### Exercise goal
If a line in the records below contains the word "output", return that line.

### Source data
= = =
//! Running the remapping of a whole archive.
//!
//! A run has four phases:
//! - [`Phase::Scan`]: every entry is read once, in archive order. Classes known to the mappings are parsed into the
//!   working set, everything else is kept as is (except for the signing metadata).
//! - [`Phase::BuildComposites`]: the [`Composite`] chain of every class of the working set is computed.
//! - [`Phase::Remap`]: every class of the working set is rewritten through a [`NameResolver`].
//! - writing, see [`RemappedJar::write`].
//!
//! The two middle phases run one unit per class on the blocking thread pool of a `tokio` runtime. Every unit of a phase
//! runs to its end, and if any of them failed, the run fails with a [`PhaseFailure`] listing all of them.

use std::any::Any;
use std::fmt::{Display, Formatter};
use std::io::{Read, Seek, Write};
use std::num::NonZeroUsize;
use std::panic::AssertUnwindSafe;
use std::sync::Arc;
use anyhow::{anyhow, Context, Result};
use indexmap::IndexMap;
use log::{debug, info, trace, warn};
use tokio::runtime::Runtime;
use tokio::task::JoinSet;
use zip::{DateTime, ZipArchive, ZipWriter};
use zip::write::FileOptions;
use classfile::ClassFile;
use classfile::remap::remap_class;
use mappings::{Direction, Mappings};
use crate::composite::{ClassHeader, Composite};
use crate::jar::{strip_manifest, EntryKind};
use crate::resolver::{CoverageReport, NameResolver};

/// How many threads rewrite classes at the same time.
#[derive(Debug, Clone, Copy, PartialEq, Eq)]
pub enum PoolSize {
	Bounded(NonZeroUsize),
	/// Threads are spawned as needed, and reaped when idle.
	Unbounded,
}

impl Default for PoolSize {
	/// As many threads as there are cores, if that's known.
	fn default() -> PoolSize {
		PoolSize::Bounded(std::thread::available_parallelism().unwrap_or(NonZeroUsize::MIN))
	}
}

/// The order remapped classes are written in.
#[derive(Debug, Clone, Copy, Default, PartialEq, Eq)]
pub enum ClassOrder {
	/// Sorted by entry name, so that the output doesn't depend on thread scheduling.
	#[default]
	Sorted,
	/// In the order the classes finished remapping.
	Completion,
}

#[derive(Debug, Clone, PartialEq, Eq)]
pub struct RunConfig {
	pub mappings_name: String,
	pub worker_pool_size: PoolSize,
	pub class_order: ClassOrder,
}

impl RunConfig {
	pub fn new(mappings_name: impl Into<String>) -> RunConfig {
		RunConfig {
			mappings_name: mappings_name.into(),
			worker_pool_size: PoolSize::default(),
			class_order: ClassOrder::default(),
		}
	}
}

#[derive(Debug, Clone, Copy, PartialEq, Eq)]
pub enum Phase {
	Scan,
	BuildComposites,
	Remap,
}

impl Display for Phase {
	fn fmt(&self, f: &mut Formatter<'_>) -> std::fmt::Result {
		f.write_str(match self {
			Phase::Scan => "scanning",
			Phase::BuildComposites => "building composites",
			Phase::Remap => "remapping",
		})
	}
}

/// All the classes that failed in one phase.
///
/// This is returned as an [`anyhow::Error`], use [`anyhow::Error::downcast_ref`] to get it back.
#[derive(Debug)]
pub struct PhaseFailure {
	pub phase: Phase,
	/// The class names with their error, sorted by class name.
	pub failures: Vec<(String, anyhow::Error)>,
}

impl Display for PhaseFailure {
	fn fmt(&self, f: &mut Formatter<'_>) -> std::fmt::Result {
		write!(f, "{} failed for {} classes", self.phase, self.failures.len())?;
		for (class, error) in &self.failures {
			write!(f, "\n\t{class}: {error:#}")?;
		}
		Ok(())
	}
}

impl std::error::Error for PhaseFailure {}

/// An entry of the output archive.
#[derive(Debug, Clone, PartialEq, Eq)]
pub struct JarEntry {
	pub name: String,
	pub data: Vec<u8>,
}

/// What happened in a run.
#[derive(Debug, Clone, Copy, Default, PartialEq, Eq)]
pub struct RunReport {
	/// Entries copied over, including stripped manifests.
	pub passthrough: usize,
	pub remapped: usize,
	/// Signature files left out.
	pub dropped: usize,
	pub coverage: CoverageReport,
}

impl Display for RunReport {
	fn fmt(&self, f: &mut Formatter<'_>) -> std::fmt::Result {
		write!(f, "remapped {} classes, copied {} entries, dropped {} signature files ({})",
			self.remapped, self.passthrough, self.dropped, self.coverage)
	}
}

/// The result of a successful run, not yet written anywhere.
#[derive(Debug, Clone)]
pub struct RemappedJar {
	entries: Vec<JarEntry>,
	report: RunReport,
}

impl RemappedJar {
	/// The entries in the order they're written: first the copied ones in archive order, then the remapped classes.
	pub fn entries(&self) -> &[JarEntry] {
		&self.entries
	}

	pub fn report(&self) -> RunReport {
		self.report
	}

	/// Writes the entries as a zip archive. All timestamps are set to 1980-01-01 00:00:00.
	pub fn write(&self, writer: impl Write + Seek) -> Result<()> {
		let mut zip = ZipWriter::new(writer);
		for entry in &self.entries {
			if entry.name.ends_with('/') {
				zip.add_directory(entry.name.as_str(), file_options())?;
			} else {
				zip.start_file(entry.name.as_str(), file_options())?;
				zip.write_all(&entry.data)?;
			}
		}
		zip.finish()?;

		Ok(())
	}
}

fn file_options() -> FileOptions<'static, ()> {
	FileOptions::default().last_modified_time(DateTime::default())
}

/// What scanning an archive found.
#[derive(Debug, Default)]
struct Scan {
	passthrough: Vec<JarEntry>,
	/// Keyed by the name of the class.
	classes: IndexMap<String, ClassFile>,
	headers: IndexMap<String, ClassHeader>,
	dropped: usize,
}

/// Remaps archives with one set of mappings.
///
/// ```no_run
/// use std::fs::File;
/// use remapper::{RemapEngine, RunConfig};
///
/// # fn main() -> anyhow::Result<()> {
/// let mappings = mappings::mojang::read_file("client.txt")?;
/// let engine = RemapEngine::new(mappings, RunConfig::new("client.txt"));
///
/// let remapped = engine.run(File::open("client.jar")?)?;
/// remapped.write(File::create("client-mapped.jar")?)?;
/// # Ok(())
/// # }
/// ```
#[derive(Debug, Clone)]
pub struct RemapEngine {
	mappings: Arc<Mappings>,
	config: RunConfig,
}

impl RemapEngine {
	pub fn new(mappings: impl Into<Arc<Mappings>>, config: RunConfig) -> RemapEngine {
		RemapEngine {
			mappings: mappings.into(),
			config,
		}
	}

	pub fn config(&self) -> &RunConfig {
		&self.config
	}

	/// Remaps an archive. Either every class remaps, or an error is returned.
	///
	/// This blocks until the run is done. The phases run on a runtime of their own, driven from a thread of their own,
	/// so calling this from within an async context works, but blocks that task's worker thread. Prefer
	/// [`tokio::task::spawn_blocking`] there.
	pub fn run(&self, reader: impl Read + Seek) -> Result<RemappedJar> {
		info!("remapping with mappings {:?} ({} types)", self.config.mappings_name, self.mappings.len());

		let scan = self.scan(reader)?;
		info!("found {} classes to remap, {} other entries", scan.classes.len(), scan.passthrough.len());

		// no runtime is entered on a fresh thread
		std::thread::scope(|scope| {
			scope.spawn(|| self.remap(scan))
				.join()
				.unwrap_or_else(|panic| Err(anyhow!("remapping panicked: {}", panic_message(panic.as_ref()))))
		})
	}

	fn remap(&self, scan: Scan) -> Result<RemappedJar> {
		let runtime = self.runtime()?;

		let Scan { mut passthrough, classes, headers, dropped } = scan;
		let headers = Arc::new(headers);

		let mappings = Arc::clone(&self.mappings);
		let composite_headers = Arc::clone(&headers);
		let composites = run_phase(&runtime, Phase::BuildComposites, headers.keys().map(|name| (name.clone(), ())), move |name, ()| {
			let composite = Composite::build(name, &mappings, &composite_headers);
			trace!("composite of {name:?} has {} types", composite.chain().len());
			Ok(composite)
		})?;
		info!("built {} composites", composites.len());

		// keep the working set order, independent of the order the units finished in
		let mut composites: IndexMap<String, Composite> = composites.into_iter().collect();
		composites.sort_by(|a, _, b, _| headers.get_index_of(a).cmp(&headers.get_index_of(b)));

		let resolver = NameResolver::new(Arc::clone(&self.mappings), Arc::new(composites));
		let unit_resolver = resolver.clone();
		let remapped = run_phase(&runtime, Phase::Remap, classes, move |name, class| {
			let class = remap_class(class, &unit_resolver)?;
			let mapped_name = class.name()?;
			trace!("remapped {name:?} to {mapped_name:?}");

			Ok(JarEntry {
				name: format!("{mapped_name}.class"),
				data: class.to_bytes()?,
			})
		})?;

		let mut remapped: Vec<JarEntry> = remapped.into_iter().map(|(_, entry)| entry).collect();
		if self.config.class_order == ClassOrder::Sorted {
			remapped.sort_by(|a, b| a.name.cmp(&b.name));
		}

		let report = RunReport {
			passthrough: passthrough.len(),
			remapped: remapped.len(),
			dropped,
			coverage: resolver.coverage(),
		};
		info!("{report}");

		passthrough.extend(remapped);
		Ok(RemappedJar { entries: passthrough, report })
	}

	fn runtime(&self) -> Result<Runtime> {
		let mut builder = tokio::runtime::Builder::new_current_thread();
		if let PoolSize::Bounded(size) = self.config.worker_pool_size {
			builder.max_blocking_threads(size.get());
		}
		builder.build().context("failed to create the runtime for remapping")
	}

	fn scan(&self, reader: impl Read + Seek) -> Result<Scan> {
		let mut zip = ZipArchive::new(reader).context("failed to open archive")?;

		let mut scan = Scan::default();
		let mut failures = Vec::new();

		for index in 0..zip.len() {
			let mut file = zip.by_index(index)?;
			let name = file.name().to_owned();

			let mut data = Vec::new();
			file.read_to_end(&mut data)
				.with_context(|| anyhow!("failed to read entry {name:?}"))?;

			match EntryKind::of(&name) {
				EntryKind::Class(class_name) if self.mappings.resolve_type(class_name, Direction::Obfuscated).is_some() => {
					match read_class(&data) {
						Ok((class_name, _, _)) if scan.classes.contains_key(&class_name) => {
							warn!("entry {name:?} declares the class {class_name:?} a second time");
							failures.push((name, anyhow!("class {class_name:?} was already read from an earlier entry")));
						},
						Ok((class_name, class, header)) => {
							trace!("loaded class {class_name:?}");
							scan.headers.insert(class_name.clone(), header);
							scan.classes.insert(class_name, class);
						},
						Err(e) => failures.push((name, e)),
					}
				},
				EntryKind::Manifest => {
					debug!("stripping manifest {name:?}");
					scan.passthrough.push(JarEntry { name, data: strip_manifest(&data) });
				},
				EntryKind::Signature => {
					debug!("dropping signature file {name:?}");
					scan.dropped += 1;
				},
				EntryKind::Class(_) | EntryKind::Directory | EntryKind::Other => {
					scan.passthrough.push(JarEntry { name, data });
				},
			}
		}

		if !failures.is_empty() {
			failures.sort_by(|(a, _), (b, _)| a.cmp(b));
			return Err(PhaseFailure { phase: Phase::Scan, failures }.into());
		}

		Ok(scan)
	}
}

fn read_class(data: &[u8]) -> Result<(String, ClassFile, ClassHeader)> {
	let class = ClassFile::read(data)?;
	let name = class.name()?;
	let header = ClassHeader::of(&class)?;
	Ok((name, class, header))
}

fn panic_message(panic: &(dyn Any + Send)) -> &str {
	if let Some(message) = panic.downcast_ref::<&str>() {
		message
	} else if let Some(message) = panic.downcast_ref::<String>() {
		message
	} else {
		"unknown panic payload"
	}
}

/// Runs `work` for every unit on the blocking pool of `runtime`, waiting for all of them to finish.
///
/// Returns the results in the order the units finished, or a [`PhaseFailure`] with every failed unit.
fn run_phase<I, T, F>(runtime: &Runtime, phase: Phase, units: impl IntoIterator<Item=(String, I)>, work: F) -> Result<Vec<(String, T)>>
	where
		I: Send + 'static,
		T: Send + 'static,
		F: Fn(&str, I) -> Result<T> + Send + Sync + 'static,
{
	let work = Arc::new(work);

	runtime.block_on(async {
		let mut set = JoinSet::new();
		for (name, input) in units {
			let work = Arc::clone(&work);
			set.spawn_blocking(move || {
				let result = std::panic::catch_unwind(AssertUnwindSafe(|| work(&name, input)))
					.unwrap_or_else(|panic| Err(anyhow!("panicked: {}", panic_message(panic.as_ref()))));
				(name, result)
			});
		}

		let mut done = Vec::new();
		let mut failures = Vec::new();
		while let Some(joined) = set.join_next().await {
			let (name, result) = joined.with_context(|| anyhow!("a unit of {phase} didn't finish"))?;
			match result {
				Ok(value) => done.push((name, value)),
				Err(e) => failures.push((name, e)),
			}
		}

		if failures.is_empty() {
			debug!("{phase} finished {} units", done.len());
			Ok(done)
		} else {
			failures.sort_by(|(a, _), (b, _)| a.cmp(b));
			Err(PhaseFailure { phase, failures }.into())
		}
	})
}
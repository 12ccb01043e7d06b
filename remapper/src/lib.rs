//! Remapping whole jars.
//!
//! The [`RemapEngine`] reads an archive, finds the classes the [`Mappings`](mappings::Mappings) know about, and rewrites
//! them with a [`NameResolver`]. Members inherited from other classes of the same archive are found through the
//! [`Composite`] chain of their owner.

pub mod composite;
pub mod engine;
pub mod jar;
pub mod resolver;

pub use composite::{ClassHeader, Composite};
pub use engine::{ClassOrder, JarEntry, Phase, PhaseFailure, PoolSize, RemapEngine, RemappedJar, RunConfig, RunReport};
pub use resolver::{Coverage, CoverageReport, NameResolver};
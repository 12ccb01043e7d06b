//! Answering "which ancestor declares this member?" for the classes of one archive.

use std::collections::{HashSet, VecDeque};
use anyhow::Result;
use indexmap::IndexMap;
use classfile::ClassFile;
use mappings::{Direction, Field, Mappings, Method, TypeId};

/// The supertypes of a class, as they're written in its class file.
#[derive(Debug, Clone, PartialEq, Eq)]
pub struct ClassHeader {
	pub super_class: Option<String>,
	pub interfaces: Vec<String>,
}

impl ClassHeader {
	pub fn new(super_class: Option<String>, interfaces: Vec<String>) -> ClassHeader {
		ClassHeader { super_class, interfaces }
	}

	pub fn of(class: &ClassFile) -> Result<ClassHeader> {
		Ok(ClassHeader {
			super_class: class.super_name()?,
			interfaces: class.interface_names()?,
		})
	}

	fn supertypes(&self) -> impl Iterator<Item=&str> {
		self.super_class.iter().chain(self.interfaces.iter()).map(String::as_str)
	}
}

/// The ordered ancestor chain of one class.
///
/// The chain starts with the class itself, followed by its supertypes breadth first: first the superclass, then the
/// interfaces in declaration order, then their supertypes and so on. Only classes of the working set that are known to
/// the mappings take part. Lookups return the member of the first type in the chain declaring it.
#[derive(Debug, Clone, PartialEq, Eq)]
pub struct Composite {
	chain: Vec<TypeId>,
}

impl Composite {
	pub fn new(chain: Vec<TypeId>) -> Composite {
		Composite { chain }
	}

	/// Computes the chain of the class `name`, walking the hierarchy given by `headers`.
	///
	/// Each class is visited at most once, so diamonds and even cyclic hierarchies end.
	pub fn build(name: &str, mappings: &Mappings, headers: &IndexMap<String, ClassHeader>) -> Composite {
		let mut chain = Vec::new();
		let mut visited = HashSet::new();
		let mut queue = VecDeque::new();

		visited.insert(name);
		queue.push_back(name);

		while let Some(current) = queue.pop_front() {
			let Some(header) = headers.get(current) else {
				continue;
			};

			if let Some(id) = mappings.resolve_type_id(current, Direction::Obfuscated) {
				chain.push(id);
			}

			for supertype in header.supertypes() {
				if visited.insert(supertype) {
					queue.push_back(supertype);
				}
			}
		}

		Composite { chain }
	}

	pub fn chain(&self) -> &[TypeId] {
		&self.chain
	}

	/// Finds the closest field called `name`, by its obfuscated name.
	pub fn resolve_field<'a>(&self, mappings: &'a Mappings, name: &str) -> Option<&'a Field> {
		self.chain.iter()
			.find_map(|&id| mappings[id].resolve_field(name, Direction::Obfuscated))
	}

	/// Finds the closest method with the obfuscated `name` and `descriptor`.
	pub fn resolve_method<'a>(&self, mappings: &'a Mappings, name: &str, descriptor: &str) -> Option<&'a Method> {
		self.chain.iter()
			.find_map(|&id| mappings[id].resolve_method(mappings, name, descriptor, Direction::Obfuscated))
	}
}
= = =
### Solution to this exercise
	/// Sorted by entry name, so that the output doesn't depend on thread scheduling.
/// An entry of the output archive.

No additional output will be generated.